10.Bölüm

2.4K 79 0
                                    

İyi okumalar...

"Alper değil, İnci istemezse dokunmaz bile ona. Ama ikisi de isterse işte o zaman." dedi ve cümlenin devamını getirmedi.

Telefonumda İnci'yi tekrar aradım. Bu sefer açmamıştı.

"Özgür geri dönsek mi belki arabayı falan görürüz." dedim.

"Tamam Açelya'ya mesaj at merak etmesinler." dediğini yapıp Açelya'ya mesaj attım ve yolu geri gitmeye başladık. Araba gördüğümüzde Özgür hızlandı ve plakası da Alperlerinki olduğunda arabanın olduğu yere yaklaştık. Arabadan ikimizde inince Özgür gelip elimden tuttu.
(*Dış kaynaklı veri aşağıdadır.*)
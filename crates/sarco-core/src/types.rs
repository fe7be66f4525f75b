//! Core type aliases and newtypes

use serde::{Deserialize, Serialize};

/// Unix timestamp in seconds
///
/// Every time-gated operation takes the current time explicitly; the state
/// machine never reads an ambient clock.
pub type Timestamp = u64;

/// Account address - last 20 bytes of the Keccak-256 hash of the
/// uncompressed secp256k1 public key
#[derive(Debug, Clone, Copy, Default, PartialEq, Eq, Hash, Serialize, Deserialize)]
pub struct Address(#[serde(with = "hex_bytes_20")] pub [u8; 20]);

impl Address {
    /// The all-zero address, used as the "absent" sentinel
    pub const ZERO: Address = Address([0u8; 20]);

    /// Create a new Address from bytes
    pub fn new(bytes: [u8; 20]) -> Self {
        Self(bytes)
    }

    /// Get the bytes of the address
    pub fn as_bytes(&self) -> &[u8; 20] {
        &self.0
    }

    /// Convert to hex string
    pub fn to_hex(&self) -> String {
        hex::encode(self.0)
    }

    /// Create from hex string
    pub fn from_hex(s: &str) -> Result<Self, hex::FromHexError> {
        let s = s.strip_prefix("0x").unwrap_or(s);
        let mut bytes = [0u8; 20];
        hex::decode_to_slice(s, &mut bytes)?;
        Ok(Self(bytes))
    }

    /// Whether this is the zero address
    pub fn is_zero(&self) -> bool {
        self.0 == [0u8; 20]
    }

    /// Short display format (first 4 bytes as hex)
    pub fn short(&self) -> String {
        format!("0x{}...", hex::encode(&self.0[..4]))
    }
}

impl AsRef<[u8]> for Address {
    fn as_ref(&self) -> &[u8] {
        &self.0
    }
}

impl core::fmt::Display for Address {
    fn fmt(&self, f: &mut core::fmt::Formatter<'_>) -> core::fmt::Result {
        write!(f, "0x{}", hex::encode(self.0))
    }
}

/// Sarcophagus identifier (32 bytes)
///
/// Caller-supplied and unique for the lifetime of the store, typically a
/// digest of the off-chain negotiation transcript.
#[derive(Debug, Clone, Copy, PartialEq, Eq, Hash, Serialize, Deserialize)]
pub struct SarcoId(#[serde(with = "hex_bytes_32")] pub [u8; 32]);

impl SarcoId {
    /// Create a new SarcoId from bytes
    pub fn new(bytes: [u8; 32]) -> Self {
        Self(bytes)
    }

    /// Get the bytes of the identifier
    pub fn as_bytes(&self) -> &[u8; 32] {
        &self.0
    }

    /// Convert to hex string
    pub fn to_hex(&self) -> String {
        hex::encode(self.0)
    }

    /// Create from hex string
    pub fn from_hex(s: &str) -> Result<Self, hex::FromHexError> {
        let s = s.strip_prefix("0x").unwrap_or(s);
        let mut bytes = [0u8; 32];
        hex::decode_to_slice(s, &mut bytes)?;
        Ok(Self(bytes))
    }

    /// Short display format (first 4 bytes as hex)
    pub fn short(&self) -> String {
        hex::encode(&self.0[..4])
    }
}

impl AsRef<[u8]> for SarcoId {
    fn as_ref(&self) -> &[u8] {
        &self.0
    }
}

impl core::fmt::Display for SarcoId {
    fn fmt(&self, f: &mut core::fmt::Formatter<'_>) -> core::fmt::Result {
        write!(f, "0x{}", hex::encode(self.0))
    }
}

/// Serde helper for 20-byte arrays as hex strings
pub mod hex_bytes_20 {
    use serde::{Deserialize, Deserializer, Serializer};

    pub fn serialize<S>(bytes: &[u8; 20], serializer: S) -> Result<S::Ok, S::Error>
    where
        S: Serializer,
    {
        serializer.serialize_str(&hex::encode(bytes))
    }

    pub fn deserialize<'de, D>(deserializer: D) -> Result<[u8; 20], D::Error>
    where
        D: Deserializer<'de>,
    {
        let s = String::deserialize(deserializer)?;
        let mut bytes = [0u8; 20];
        hex::decode_to_slice(&s, &mut bytes).map_err(serde::de::Error::custom)?;
        Ok(bytes)
    }
}

/// Serde helper for 32-byte arrays as hex strings
pub mod hex_bytes_32 {
    use serde::{Deserialize, Deserializer, Serializer};

    pub fn serialize<S>(bytes: &[u8; 32], serializer: S) -> Result<S::Ok, S::Error>
    where
        S: Serializer,
    {
        serializer.serialize_str(&hex::encode(bytes))
    }

    pub fn deserialize<'de, D>(deserializer: D) -> Result<[u8; 32], D::Error>
    where
        D: Deserializer<'de>,
    {
        let s = String::deserialize(deserializer)?;
        let mut bytes = [0u8; 32];
        hex::decode_to_slice(&s, &mut bytes).map_err(serde::de::Error::custom)?;
        Ok(bytes)
    }
}

/// Serde helper for 33-byte arrays as hex strings
pub mod hex_bytes_33 {
    use serde::{Deserialize, Deserializer, Serializer};

    pub fn serialize<S>(bytes: &[u8; 33], serializer: S) -> Result<S::Ok, S::Error>
    where
        S: Serializer,
    {
        serializer.serialize_str(&hex::encode(bytes))
    }

    pub fn deserialize<'de, D>(deserializer: D) -> Result<[u8; 33], D::Error>
    where
        D: Deserializer<'de>,
    {
        let s = String::deserialize(deserializer)?;
        let mut bytes = [0u8; 33];
        hex::decode_to_slice(&s, &mut bytes).map_err(serde::de::Error::custom)?;
        Ok(bytes)
    }
}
Öyle yürümeye devam ettik.

İnci ve Alper arabanın kaputunu açmış içine bakıyorlardı. Onları gördüğümüzde durup derin bir nefes verdik ve yanlarına gitmeye devam ettik. O Alper'e ben İnci'ye sarıldım malum şeyi yapmadıkları için.

"İncir aradım seni neden meşgule attın?" dedim endişeyle.

"Alper dışarı çıkınca peşinden gittim. Senin aradığını görmedim direkt meşgule attım." dedi mahçupça.

Özgür de Alperle arabada konuştuğumuz konuyu açmadan ne olduğunu soruyordu. İkisi beraber arabaya baktıklarında yarım saat süre sonra kaputu kapatıp ellerini silkelediler.

"Bir kablo mu ne kopmuş, onu hallettik." diye açıklama yapınca Özgür, başımı tamam anlamında salladım. Yanıma gelip kolunu kaldırdı.

"Koluma gir, ellerim yağlı sana dokunamam." dediğinde tebessüm edip koluna girdim. Toprak yolda ilerleyip kendimizi arabaya attık.

Çantamda ıslak mendil bulup paketinden çıkardım ve Özgür'ün elini alıp temizlemeye başladım. İlk şaşırsa da elini serbest bıraktı kafasını başlığa yasladı, gözlerini kapattı.

"Çok mu yoruldun bugün?"

"Biraz." dedi kısık sesiyle.

"Bu kadar geçe kalmasaydık keşke, söyleseydin ya." dedim ıslak mendili kapının çöplüğüne atarak.

"Yılbaşı bugün, seninle yeni bir yıla girmek varken evde uyuma düşüncesi kötü bir fikir." dedi ifadesizce ve gözlerini açıp kafasını doğrulttu.

"Teşekkürler." dedi elini kaldırıp.

"Yüzüğümü de sildin mi?" deyip güldü.

Bende güldüm.

"Ne diyorsun en çok onu sildim hatta." dedim ve daha çok gülmeye başladık.

Ağlanacak halimize gülüyorduk ama mutluyduk... Gözlerini açıp kapatıp arabayı çalıştırdı.

"Saat kaç?" dedim birden biraz telaşla, babamın saat bire kadar eve gel dediğini unutmuştum.

"Bire yirmi var güzelim, birşey mi oldu?" dedi kaşlarını çatarak. Yolumuz yarım saat olduğuna göre babam kızabilirdi eğer uyumamışsa tabii.

"Babam, bire kadar evde ol demişti de." dedim mahçupça gülerek. Benim için endişelenmesini istemediğim için gülmüştüm. Zira şuan zaten uykusu vardı.

"Yağız Amca birşey derse ben konuşurum dert etme." dedi. Sesi kısık ve yorgun çıkıyordu. Bugün bile fazla neşeli değildi. Gerçi Özgür pek gülmezdi de...

Gözüm yine ona kayınca izlememe izin verdim. Arada bir aynalara bakması, çatık kaşlarıyla yolu izlemesi, yüzük dolu parmaklarıyla direksiyonu tutması, vites değiştirmesi... Karizmaydı ortağım.

Birden çarpık bir şekilde gülünce yakalandığımı anlayıp kafamı kendi tarafımdaki cama çevirip dirseğimi kapı koluna koydum ve elimle alnımı kaşıdım.